**WHAT IS REQUIRED:** Scan the listing beneath this sentence. Report each line with the word "MockHttpSend".

**PROVIDED INFORMATION:**
-----

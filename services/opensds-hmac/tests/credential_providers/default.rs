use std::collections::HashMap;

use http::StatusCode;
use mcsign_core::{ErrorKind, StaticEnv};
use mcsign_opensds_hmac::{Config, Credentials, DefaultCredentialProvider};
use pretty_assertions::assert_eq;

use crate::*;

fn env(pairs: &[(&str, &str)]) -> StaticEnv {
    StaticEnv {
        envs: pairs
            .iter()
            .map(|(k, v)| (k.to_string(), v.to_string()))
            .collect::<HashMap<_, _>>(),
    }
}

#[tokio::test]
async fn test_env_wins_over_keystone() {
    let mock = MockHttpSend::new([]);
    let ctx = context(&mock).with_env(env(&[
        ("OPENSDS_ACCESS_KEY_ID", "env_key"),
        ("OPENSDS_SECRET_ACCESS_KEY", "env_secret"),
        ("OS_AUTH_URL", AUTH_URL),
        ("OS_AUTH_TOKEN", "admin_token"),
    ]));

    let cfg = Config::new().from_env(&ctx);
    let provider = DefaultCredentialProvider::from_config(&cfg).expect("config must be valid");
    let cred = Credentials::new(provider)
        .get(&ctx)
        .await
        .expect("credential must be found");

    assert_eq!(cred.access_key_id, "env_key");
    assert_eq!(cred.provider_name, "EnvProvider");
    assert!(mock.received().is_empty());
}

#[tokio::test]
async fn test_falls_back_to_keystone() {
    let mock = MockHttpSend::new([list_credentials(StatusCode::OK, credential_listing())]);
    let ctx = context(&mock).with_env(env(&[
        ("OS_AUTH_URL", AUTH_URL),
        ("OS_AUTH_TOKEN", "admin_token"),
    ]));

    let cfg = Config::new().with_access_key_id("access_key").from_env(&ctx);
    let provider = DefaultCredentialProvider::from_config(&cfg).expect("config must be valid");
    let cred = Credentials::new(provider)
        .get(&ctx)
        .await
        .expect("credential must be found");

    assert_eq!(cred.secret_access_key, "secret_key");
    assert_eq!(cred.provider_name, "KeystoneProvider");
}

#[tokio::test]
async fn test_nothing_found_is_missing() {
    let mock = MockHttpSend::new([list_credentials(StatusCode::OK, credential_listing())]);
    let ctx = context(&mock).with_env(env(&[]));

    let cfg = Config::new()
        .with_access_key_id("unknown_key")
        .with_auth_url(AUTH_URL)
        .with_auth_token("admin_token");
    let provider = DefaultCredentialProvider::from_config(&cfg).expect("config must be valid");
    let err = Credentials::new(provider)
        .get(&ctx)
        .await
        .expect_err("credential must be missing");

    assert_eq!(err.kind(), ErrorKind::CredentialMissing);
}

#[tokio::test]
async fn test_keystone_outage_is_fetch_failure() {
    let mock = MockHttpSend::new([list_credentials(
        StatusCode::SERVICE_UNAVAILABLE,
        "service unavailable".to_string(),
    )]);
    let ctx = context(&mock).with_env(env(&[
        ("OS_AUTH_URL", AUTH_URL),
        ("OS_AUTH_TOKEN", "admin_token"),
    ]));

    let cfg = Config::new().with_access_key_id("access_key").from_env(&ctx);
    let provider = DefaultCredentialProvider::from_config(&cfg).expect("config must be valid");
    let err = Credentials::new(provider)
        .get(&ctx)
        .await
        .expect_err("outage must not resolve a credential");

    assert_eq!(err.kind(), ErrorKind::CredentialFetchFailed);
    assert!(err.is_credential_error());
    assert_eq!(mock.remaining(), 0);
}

-----

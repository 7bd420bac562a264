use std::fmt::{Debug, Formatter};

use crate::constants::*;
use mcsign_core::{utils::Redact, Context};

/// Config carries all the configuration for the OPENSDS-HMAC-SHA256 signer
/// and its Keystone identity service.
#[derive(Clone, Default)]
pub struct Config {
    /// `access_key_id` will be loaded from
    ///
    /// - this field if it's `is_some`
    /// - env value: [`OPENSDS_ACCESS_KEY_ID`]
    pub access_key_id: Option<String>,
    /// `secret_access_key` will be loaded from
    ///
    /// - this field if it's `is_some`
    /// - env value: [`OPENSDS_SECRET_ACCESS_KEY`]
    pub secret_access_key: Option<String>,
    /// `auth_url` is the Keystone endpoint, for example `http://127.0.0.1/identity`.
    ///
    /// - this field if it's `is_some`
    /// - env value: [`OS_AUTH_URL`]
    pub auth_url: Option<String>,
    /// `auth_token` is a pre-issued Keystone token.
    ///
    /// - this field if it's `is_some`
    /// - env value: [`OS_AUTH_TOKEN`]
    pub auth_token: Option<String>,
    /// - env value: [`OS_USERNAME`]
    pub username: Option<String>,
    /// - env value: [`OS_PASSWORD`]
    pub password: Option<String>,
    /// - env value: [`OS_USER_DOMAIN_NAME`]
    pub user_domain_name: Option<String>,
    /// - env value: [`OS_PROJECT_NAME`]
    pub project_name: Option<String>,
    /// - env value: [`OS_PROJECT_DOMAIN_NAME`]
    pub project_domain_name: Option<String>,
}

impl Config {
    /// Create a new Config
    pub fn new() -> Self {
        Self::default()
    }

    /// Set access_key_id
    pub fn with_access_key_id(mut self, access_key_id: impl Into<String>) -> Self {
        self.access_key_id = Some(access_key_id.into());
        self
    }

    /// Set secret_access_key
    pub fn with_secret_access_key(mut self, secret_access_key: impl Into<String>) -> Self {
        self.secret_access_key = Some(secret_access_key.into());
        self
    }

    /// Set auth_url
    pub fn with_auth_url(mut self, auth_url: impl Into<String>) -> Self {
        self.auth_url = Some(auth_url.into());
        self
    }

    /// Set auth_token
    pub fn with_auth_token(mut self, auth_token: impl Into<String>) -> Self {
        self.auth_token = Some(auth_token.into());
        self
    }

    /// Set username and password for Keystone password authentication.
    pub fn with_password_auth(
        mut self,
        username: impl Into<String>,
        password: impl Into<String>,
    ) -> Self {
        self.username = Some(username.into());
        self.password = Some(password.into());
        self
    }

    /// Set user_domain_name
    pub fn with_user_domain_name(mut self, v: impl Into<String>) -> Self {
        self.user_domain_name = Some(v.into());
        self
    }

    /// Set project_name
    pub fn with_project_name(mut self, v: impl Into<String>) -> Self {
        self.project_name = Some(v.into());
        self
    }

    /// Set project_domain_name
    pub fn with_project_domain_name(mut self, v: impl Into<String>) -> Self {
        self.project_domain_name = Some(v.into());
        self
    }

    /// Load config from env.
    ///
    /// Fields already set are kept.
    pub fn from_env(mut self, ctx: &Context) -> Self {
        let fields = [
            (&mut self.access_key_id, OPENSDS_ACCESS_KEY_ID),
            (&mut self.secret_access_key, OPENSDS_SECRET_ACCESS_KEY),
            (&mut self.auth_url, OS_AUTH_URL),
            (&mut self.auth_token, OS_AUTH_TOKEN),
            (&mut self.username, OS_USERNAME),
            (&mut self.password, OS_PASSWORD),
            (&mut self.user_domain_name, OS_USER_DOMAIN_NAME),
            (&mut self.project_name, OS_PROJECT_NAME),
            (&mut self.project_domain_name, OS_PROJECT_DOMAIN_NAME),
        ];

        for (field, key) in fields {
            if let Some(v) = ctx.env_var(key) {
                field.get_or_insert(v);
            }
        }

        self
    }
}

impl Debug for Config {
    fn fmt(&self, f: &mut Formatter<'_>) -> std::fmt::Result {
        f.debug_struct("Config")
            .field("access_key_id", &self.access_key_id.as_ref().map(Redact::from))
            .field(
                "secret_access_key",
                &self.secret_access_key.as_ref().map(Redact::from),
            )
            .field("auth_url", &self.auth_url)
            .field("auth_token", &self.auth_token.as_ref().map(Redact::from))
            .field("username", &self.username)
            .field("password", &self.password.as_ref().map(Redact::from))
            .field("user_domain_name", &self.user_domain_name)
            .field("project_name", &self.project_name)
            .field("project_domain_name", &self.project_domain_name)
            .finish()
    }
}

-----

**ANSWER BOX:**
    let mock = MockHttpSend::new([]);
    let mock = MockHttpSend::new([list_credentials(StatusCode::OK, credential_listing())]);
    let mock = MockHttpSend::new([list_credentials(StatusCode::OK, credential_listing())]);
    let mock = MockHttpSend::new([list_credentials(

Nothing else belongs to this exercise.